Meghalaya – Land of the Clouds
The borderland is marked by clouds that balloon along the highway to envelop the car. The ridge is peppered with tropical jungle, scarred red and pockmarked by quarries, the clouds swallow the grim reality of progress advancing into Wonderland, eating at her edges. The road twists along the back of an ancient dragon, snaking this way and that, shedding waterfalls like scales at every bend. The dragon sleeps and breathes bellows of clouds to protect the magical kingdom.
Meghalaya pours water into that great ocean of Bangladesh below a land more sea than land, overlaid with sheets of monsoon rain. A vast flat landscape disappearing into the unseen Bay of Bengal. The end of the known world. Land of a million sighs, a trillion sorrows, Bangladesh.

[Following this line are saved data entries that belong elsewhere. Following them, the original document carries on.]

use anyhow::{Context, Result};
use std::{str::FromStr, time::Duration};

use crate::audio::SessionSettings;

#[derive(Debug, Clone)]
pub struct Config {
    // Discord
    pub discord_token: String,
    pub guild_id: Option<u64>, // Development guild for command registration
    pub command_prefix: String,

    // Sources
    pub spotify_client_id: Option<String>,
    pub spotify_client_secret: Option<String>,
    pub ytdlp_path: String,
    pub resolve_timeout: Duration,

    // Audio
    pub default_volume: f32,
    pub volume_step: f32,

    // Timers
    pub idle_check_interval: Duration,
    pub idle_timeout: Duration,
    pub refresh_interval: Duration,
}

impl Config {
    pub fn load() -> Result<Self> {
        dotenvy::dotenv().ok();
        Self::from_lookup(|key| std::env::var(key).ok())
    }

    /// Builds the configuration from any key/value source.
    pub fn from_lookup(lookup: impl Fn(&str) -> Option<String>) -> Result<Self> {
        let var = |key: &str| lookup(key).filter(|value| !value.trim().is_empty());

        let config = Self {
            discord_token: var("DISCORD_TOKEN").context("DISCORD_TOKEN must be set")?,
            guild_id: var("GUILD_ID").map(|s| s.parse::<u64>()).transpose().context("GUILD_ID")?,
            command_prefix: var("COMMAND_PREFIX").unwrap_or_else(|| "h".to_string()),

            spotify_client_id: var("SPOTIFY_CLIENT_ID"),
            spotify_client_secret: var("SPOTIFY_CLIENT_SECRET"),
            ytdlp_path: var("YTDLP_PATH").unwrap_or_else(|| "yt-dlp".to_string()),
            resolve_timeout: seconds(&var, "RESOLVE_TIMEOUT_SECS", 30)?,

            default_volume: parse_or(&var, "DEFAULT_VOLUME", 0.1)?,
            volume_step: parse_or(&var, "VOLUME_STEP", 0.1)?,

            idle_check_interval: seconds(&var, "IDLE_CHECK_INTERVAL_SECS", 60)?,
            idle_timeout: seconds(&var, "IDLE_TIMEOUT_SECS", 300)?,
            refresh_interval: seconds(&var, "REFRESH_INTERVAL_SECS", 5)?,
        };

        config.validate()?;
        Ok(config)
    }

    /// Validates configuration values for correctness.
    pub fn validate(&self) -> Result<()> {
        if !(0.0..=1.0).contains(&self.default_volume) {
            anyhow::bail!("Default volume must be between 0.0 and 1.0, got: {}", self.default_volume);
        }

        if self.volume_step <= 0.0 || self.volume_step > 1.0 {
            anyhow::bail!("Volume step must be in (0.0, 1.0], got: {}", self.volume_step);
        }

        if self.command_prefix.chars().any(char::is_whitespace) {
            anyhow::bail!("Command prefix cannot contain whitespace: {:?}", self.command_prefix);
        }

        for (name, value) in [
            ("IDLE_CHECK_INTERVAL_SECS", self.idle_check_interval),
            ("IDLE_TIMEOUT_SECS", self.idle_timeout),
            ("REFRESH_INTERVAL_SECS", self.refresh_interval),
            ("RESOLVE_TIMEOUT_SECS", self.resolve_timeout),
        ] {
            if value.is_zero() {
                anyhow::bail!("{} must be greater than 0", name);
            }
        }

        if self.idle_timeout < self.idle_check_interval {
            anyhow::bail!("Idle timeout cannot be shorter than the idle check interval");
        }

        if self.spotify_client_id.is_some() != self.spotify_client_secret.is_some() {
            anyhow::bail!("SPOTIFY_CLIENT_ID and SPOTIFY_CLIENT_SECRET must be set together");
        }

        Ok(())
    }

    pub fn spotify_credentials(&self) -> Option<(String, String)> {
        self.spotify_client_id
            .clone()
            .zip(self.spotify_client_secret.clone())
    }

    pub fn session_settings(&self) -> SessionSettings {
        SessionSettings {
            default_volume: self.default_volume,
            idle_check_interval: self.idle_check_interval,
            idle_timeout: self.idle_timeout,
            refresh_interval: self.refresh_interval,
        }
    }

    /// Returns a summary of the current configuration for logging.
    ///
    /// Tokens and secrets are left out.
    pub fn summary(&self) -> String {
        format!(
            "Config Summary:\n  \
            Discord: prefix `{}` (Guild: {})\n  \
            Audio: {}% vol, {}% step\n  \
            Idle: check every {}, disconnect after {}\n  \
            Panels: refresh every {}\n  \
            Sources: yt-dlp at {}, Spotify={}, timeout {}",
            self.command_prefix,
            self.guild_id.map_or("global".to_string(), |id| id.to_string()),
            (self.default_volume * 100.0).round() as u32,
            (self.volume_step * 100.0).round() as u32,
            humantime::format_duration(self.idle_check_interval),
            humantime::format_duration(self.idle_timeout),
            humantime::format_duration(self.refresh_interval),
            self.ytdlp_path,
            self.spotify_credentials().is_some(),
            humantime::format_duration(self.resolve_timeout),
        )
    }
}

fn parse_or<T>(var: &impl Fn(&str) -> Option<String>, key: &str, default: T) -> Result<T>
where
    T: FromStr,
    T::Err: std::error::Error + Send + Sync + 'static,
{
    match var(key) {
        Some(raw) => raw
            .trim()
            .parse()
            .with_context(|| format!("{} has an invalid value: {:?}", key, raw)),
        None => Ok(default),
    }
}

fn seconds(var: &impl Fn(&str) -> Option<String>, key: &str, default: u64) -> Result<Duration> {
    parse_or(var, key, default).map(Duration::from_secs)
}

“When the war was on (in the 70’s) these fields were a refugee camp,” says Moni, my Bengali driver. “Hundreds of thousands of Bangladeshi lived here. Both sides of the road.”
As we take the turn to Mawlynnong, he remarks, “If you go straight that way, you will reach the border.” He says it the way one would tempt another into something illicit, or maybe a daytime tourist jaunt. A cheap thrill for another few hundred rupees, a post on Facebook.
To straddle two countries in a day.
But despite the lines man would draw on a map, or the fences they would plant on the breast of mother earth, this land is and will always remain resolute. The land of clouds, a mixture of sighs and sea water, a land lying between love and desperation and hidden behind the mist.
Butterlfies in conversation with the forest draw no such distinction. As big as birds, as small as a childs fist, coloured outrageously, swirling drunkenly, flitting, flirting dancing on the edges of paths. Singing on tree branches, falling headlong into the green abyss of the forest. The forest whispers back in loving sighs.
In the village there is no line drawn between where nature left off and man began. The ground so lush and fertile that if you planted a feather, a chook would grow! But which came first, the garden or the gardener?
And why did the chicken cross the bridge?